Remus hung up the phone again. It was getting on for half past twelve, and he had been trying, without success, to raise Harry at his flat in Islington, since arriving at the IBME Building earlier that morning.

He was just about to give up and go and grab a bite to eat at the canteen, when there came a knock on the door.

"Come in," he said.

The door opened a crack, and Ron poked his head around it. "Um ... hi," he began.

Remus nodded. "Hello," he said. "Look, I’m afraid there’s been no joy on raising Harry - I’m awfully afraid he’s done another vanishing act. Do you fancy heading down for some lunch ... there’s a spinach and ricotta pastry I want to sample ..."

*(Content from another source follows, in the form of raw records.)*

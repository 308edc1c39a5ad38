// SPDX-License-Identifier: AGPL-3.0-or-later
//
// Copyright (C) 2025 Daniel Negri
//
// This program is free software: you can redistribute it and/or modify
// it under the terms of the GNU Affero General Public License as published by
// the Free Software Foundation, either version 3 of the License, or
// (at your option) any later version.
//
// This program is distributed in the hope that it will be useful,
// but WITHOUT ANY WARRANTY; without even the implied warranty of
// MERCHANTABILITY or FITNESS FOR A PARTICULAR PURPOSE. See the
// GNU Affero General Public License for more details.
//
// You should have received a copy of the GNU Affero General Public License
// along with this program. If not, see <https://www.gnu.org/licenses/>.

//! Reservation holds.
//!
//! A reservation is a time-boxed soft lock on one bicycle between booking
//! and pickup. State machine:
//!
//! `Active -> PickedUp | Cancelled | Expired`
//!
//! All three targets are terminal. The status word is the commit point:
//! transitions check-and-mutate under the row mutex, so of any racing
//! `pick_up`/`cancel`/`expire` exactly one wins and the losers observe a
//! terminal status. A reservation is never treated as expired from a
//! wall-clock comparison alone; only the explicit `expire` transition
//! records it.

use crate::RentalError;
use crate::base::{BicycleId, ReservationId, StationId, UserId};
use chrono::{DateTime, Duration, Utc};
use parking_lot::Mutex;
use serde::{Deserialize, Serialize};
use std::fmt;

/// Reservation lifecycle status.
#[derive(Debug, Clone, Copy, PartialEq, Eq, Serialize, Deserialize)]
#[serde(rename_all = "kebab-case")]
pub enum ReservationStatus {
    Active,
    PickedUp,
    Expired,
    Cancelled,
}

impl ReservationStatus {
    pub fn is_terminal(self) -> bool {
        self != Self::Active
    }
}

impl fmt::Display for ReservationStatus {
    fn fmt(&self, f: &mut fmt::Formatter<'_>) -> fmt::Result {
        let label = match self {
            Self::Active => "active",
            Self::PickedUp => "picked-up",
            Self::Expired => "expired",
            Self::Cancelled => "cancelled",
        };
        write!(f, "{label}")
    }
}

#[derive(Debug)]
struct ReservationData {
    id: ReservationId,
    user: UserId,
    bicycle: BicycleId,
    /// Station the bicycle was at when reserved; pickup happens here.
    station: StationId,
    status: ReservationStatus,
    created_at: DateTime<Utc>,
    expires_at: DateTime<Utc>,
    picked_up_at: Option<DateTime<Utc>>,
    cancelled_at: Option<DateTime<Utc>>,
}

/// A reservation row.
#[derive(Debug)]
pub struct Reservation {
    inner: Mutex<ReservationData>,
}

impl Reservation {
    pub(crate) fn new(
        id: ReservationId,
        user: UserId,
        bicycle: BicycleId,
        station: StationId,
        created_at: DateTime<Utc>,
        hold_duration: Duration,
    ) -> Self {
        Self {
            inner: Mutex::new(ReservationData {
                id,
                user,
                bicycle,
                station,
                status: ReservationStatus::Active,
                created_at,
                expires_at: created_at + hold_duration,
                picked_up_at: None,
                cancelled_at: None,
            }),
        }
    }

    pub fn status(&self) -> ReservationStatus {
        self.inner.lock().status
    }

    pub fn user(&self) -> UserId {
        self.inner.lock().user
    }

    pub fn bicycle(&self) -> BicycleId {
        self.inner.lock().bicycle
    }

    pub fn station(&self) -> StationId {
        self.inner.lock().station
    }

    pub fn expires_at(&self) -> DateTime<Utc> {
        self.inner.lock().expires_at
    }

    /// Advisory read: the hold window has elapsed but the authoritative
    /// expiry transition has not yet run.
    pub fn is_expiry_due(&self, now: DateTime<Utc>) -> bool {
        let data = self.inner.lock();
        data.status == ReservationStatus::Active && now >= data.expires_at
    }

    /// Seconds left on an active hold; zero once terminal or elapsed.
    pub fn time_remaining(&self, now: DateTime<Utc>) -> Duration {
        let data = self.inner.lock();
        if data.status != ReservationStatus::Active {
            return Duration::zero();
        }
        (data.expires_at - now).max(Duration::zero())
    }

    /// `Active -> Cancelled`, owner only.
    pub(crate) fn cancel(&self, user: UserId, now: DateTime<Utc>) -> Result<(), RentalError> {
        let mut data = self.inner.lock();
        if data.status != ReservationStatus::Active {
            return Err(RentalError::AlreadyTerminal);
        }
        if data.user != user {
            return Err(RentalError::NotOwner);
        }
        data.status = ReservationStatus::Cancelled;
        data.cancelled_at = Some(now);
        Ok(())
    }

    /// `Active -> Expired`. The single place where "expired" is recorded.
    pub(crate) fn expire(&self) -> Result<(), RentalError> {
        let mut data = self.inner.lock();
        if data.status != ReservationStatus::Active {
            return Err(RentalError::AlreadyTerminal);
        }
        data.status = ReservationStatus::Expired;
        Ok(())
    }

    /// `Active -> PickedUp`, owner only, rejected once the hold window has
    /// elapsed. On [`RentalError::ReservationExpired`] the row stays
    /// `Active` so the caller can drive the expire transition.
    pub(crate) fn pick_up(&self, user: UserId, now: DateTime<Utc>) -> Result<(), RentalError> {
        let mut data = self.inner.lock();
        if data.status != ReservationStatus::Active {
            return Err(RentalError::AlreadyTerminal);
        }
        if data.user != user {
            return Err(RentalError::NotOwner);
        }
        if now >= data.expires_at {
            return Err(RentalError::ReservationExpired);
        }
        data.status = ReservationStatus::PickedUp;
        data.picked_up_at = Some(now);
        Ok(())
    }

    pub fn snapshot(&self) -> ReservationSnapshot {
        let data = self.inner.lock();
        ReservationSnapshot {
            id: data.id,
            user: data.user,
            bicycle: data.bicycle,
            station: data.station,
            status: data.status,
            created_at: data.created_at,
            expires_at: data.expires_at,
            picked_up_at: data.picked_up_at,
            cancelled_at: data.cancelled_at,
        }
    }
}

/// Point-in-time view of a reservation.
#[derive(Debug, Clone, PartialEq, Eq, Serialize, Deserialize)]
pub struct ReservationSnapshot {
    pub id: ReservationId,
    pub user: UserId,
    pub bicycle: BicycleId,
    pub station: StationId,
    pub status: ReservationStatus,
    pub created_at: DateTime<Utc>,
    pub expires_at: DateTime<Utc>,
    pub picked_up_at: Option<DateTime<Utc>>,
    pub cancelled_at: Option<DateTime<Utc>>,
}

"Won’t be necessary," said Ron. "Maybe another day. Anyway, I don’t know what you’re phoning Harry for. He’s here now."

Remus was on his feet in an instant.

"What?"

"Well," said Ron, "he’s been wandering around downstairs for about ten minutes. I just came up to find you ..."

"How did he get in ... I mean ..." Remus spluttered.

"I imagine he just walked into the Pentagram," said Ron. "It’s not that hard to do, Remus. Hundreds of witches and wizards do it everyday ..."

"Stop taking the mickey," Remus said. "How could he have gotten in without anybody noticing. I mean, this is Famous Harry Potter we’re talking about ... Famous Dead Harry Potter," he added.

"Nevertheless," said Ron, "he is here. Come along. I’ve put him in Briefing Room 6."

Briefing Room 6 turned out to be on the seventh floor, between, respectively, Briefing Rooms 23 and 118. It didn’t help that every single floor plan of the IBME building included several large and obvious red arrows loudly proclaiming, ‘Well, you are not here.’ Thankfully, Ron knew his way around better than most of the other Operatives, and they were able to find it without too much difficulty.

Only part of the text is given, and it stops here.